Tipton maintained that Schwartz’s attack ads around that issue were simply untrue.

The HEARD Act can’t grant the government an authority it already had, Tipton had said.

Schwartz was heavily criticized by Tipton for her support as a state senator of renewable energy standards on utility companies serving Colorado. Tipton said that resulted in higher utility costs and the loss of Colorado jobs in the coal and oil and gas industry.

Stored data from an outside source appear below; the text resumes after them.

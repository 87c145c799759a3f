//! mlbq - A slim CLI for MLB teams, players, standings and live scores
//!
//! Resolves free-text team and player names against the MLB Stats API and
//! renders standings, season stats, and live scores in the terminal.

mod api;
mod cli;
mod commands;
mod config;
mod directory;
mod output;
mod resolver;
mod score;
mod session;

use std::io::{self, Write};
use std::process::ExitCode;

use anyhow::Result;
use clap::Parser;

use crate::cli::{Cli, Command};
use crate::config::RuntimeContext;

fn main() -> ExitCode {
    match try_main() {
        Ok(()) => ExitCode::SUCCESS,
        Err(err) => {
            let _ = writeln!(io::stderr(), "Error: {err:#}");
            ExitCode::from(1)
        }
    }
}

fn try_main() -> Result<()> {
    let cli = Cli::parse();
    let ctx = RuntimeContext::new(&cli.global)?;
    ctx.init_logging()?;

    log::debug!("Config loaded from: {:?}", ctx.config_path());

    let runtime = tokio::runtime::Builder::new_current_thread()
        .enable_all()
        .build()?;

    runtime.block_on(run_command(&ctx, cli.command))
}

async fn run_command(ctx: &RuntimeContext, command: Command) -> Result<()> {
    match command {
        Command::Team { query } => commands::team::run(ctx, &query).await,
        Command::Player { query } => commands::player::run(ctx, &query).await,
        Command::Teams { filter } => commands::teams::run(ctx, filter).await,
        Command::Standings { season, leagues } => {
            commands::standings::run(ctx, season.as_deref(), leagues.as_deref()).await
        }
        Command::Stats { player_id, season } => {
            commands::stats::run(ctx, &player_id, season.as_deref()).await
        }
        Command::Scores => commands::scores::run(ctx).await,
        Command::Search => commands::search::run(ctx).await,
        Command::Config { command } => commands::config::run(ctx, command),
        Command::Completions { shell } => commands::completions::run(shell),
    }
}
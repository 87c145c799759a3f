//! Command implementations

pub mod completions;
pub mod config;
pub mod player;
pub mod scores;
pub mod search;
pub mod standings;
pub mod stats;
pub mod team;
pub mod teams;
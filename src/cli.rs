//! CLI argument parsing and command definitions

use std::path::PathBuf;

use clap::{Args, Parser, Subcommand, ValueEnum};
use clap_complete::Shell;

/// A slim CLI for MLB teams, players, standings and live scores
#[derive(Debug, Parser)]
#[command(
    name = "mlbq",
    author,
    version,
    about = "A slim CLI for MLB teams, players, standings and live scores",
    propagate_version = true,
    after_help = "Use 'mlbq <command> --help' for more information about a command."
)]
pub struct Cli {
    #[command(flatten)]
    pub global: GlobalOpts,
    #[command(subcommand)]
    pub command: Command,
}

/// Global options available to all commands
#[derive(Debug, Clone, Args)]
pub struct GlobalOpts {
    /// Output format (json, yaml, table, auto)
    #[arg(
        short = 'o',
        long = "output",
        value_enum,
        global = true,
        conflicts_with = "json"
    )]
    pub output_format: Option<OutputFormat>,

    /// Output as JSON (shorthand for -o json)
    #[arg(long, global = true)]
    pub json: bool,

    /// MLB Stats API base URL
    #[arg(long, value_name = "URL", env = "MLB_STATS_URL", global = true)]
    pub stats_url: Option<String>,

    /// ESPN MLB scoreboard base URL
    #[arg(long, value_name = "URL", env = "MLB_SCORES_URL", global = true)]
    pub scores_url: Option<String>,

    /// Request timeout in seconds
    #[arg(long, global = true)]
    pub timeout: Option<u64>,

    /// Override config file path
    #[arg(long, value_name = "PATH", env = "MLBQ_CONFIG", global = true)]
    pub config: Option<PathBuf>,

    /// Reduce output to only errors
    #[arg(short, long, global = true)]
    pub quiet: bool,

    /// Increase logging verbosity (stackable: -v, -vv, -vvv)
    #[arg(short = 'v', long = "verbose", action = clap::ArgAction::Count, global = true)]
    pub verbose: u8,

    /// Enable debug logging (equivalent to -vv)
    #[arg(long, global = true)]
    pub debug: bool,

    /// Enable trace logging
    #[arg(long, global = true)]
    pub trace: bool,

    /// Disable colored output
    #[arg(long = "no-color", global = true)]
    pub no_color: bool,

    /// Hide table headers
    #[arg(long, global = true)]
    pub no_headers: bool,
}

#[derive(Debug, Clone, Copy, PartialEq, Eq, ValueEnum)]
#[non_exhaustive]
pub enum OutputFormat {
    Json,
    Yaml,
    Table,
    Auto,
}

#[derive(Debug, Subcommand)]
pub enum Command {
    /// Look up a team by (partial) name
    Team {
        /// Team name, e.g. "red sox"
        #[arg(required = true, num_args = 1..)]
        query: Vec<String>,
    },

    /// Look up a player by name or numeric id
    Player {
        /// Player name or MLB person id, e.g. "judge" or 660271
        #[arg(required = true, num_args = 1..)]
        query: Vec<String>,
    },

    /// List all teams
    Teams {
        /// Filter by team name (fuzzy match)
        filter: Option<String>,
    },

    /// Show league standings
    Standings {
        /// Season year (defaults to config, then the current year)
        #[arg(long)]
        season: Option<String>,

        /// Comma-separated league ids (103 = AL, 104 = NL)
        #[arg(long, value_name = "IDS")]
        leagues: Option<String>,
    },

    /// Show a player's season batting line
    Stats {
        /// MLB person id
        player_id: String,

        /// Season year (defaults to config, then the current year)
        #[arg(long)]
        season: Option<String>,
    },

    /// Show today's live scores
    Scores,

    /// Interactive team/player search
    Search,

    /// Inspect and manage configuration
    Config {
        #[command(subcommand)]
        command: ConfigCommand,
    },

    /// Generate shell completions
    Completions {
        #[arg(value_enum)]
        shell: Shell,
    },
}

#[derive(Debug, Subcommand)]
pub enum ConfigCommand {
    /// Show effective configuration
    Show,

    /// Print config file path
    Path,

    /// Get a specific configuration value
    Get {
        /// Configuration key (dot-separated path)
        key: Option<String>,
    },

    /// Reset configuration to defaults
    Reset,
}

Schwartz countered that those factors were driven by market forces, not the new energy standards.

Closer to home, a key issue for voters was the candidates’ stances regarding protections against oil and gas drilling on forest lands in the Thompson Divide region west of Carbondale.

Schwartz argued that Tipton hasn’t listened as a coalition of ranchers, farmers, recreation groups, hunting outfitters and conservationists banded together to try to buy out or have existing leases canceled, and to give permanent protections to the roughly 200,000 acres of mostly roadless back country.

The Thompson Divide Coalition had been working with Salazar on legislation aimed at buying out the undeveloped leases that were set to expire and withdrawing the area from future leasing, but Tipton never embraced that approach. Instead, he pushed for legislation to bring about a lease swap for the energy companies that held the leases, where they would give up the Thompson Divide leases for new leases on forest lands in Gunnison, Mesa and Delta counties.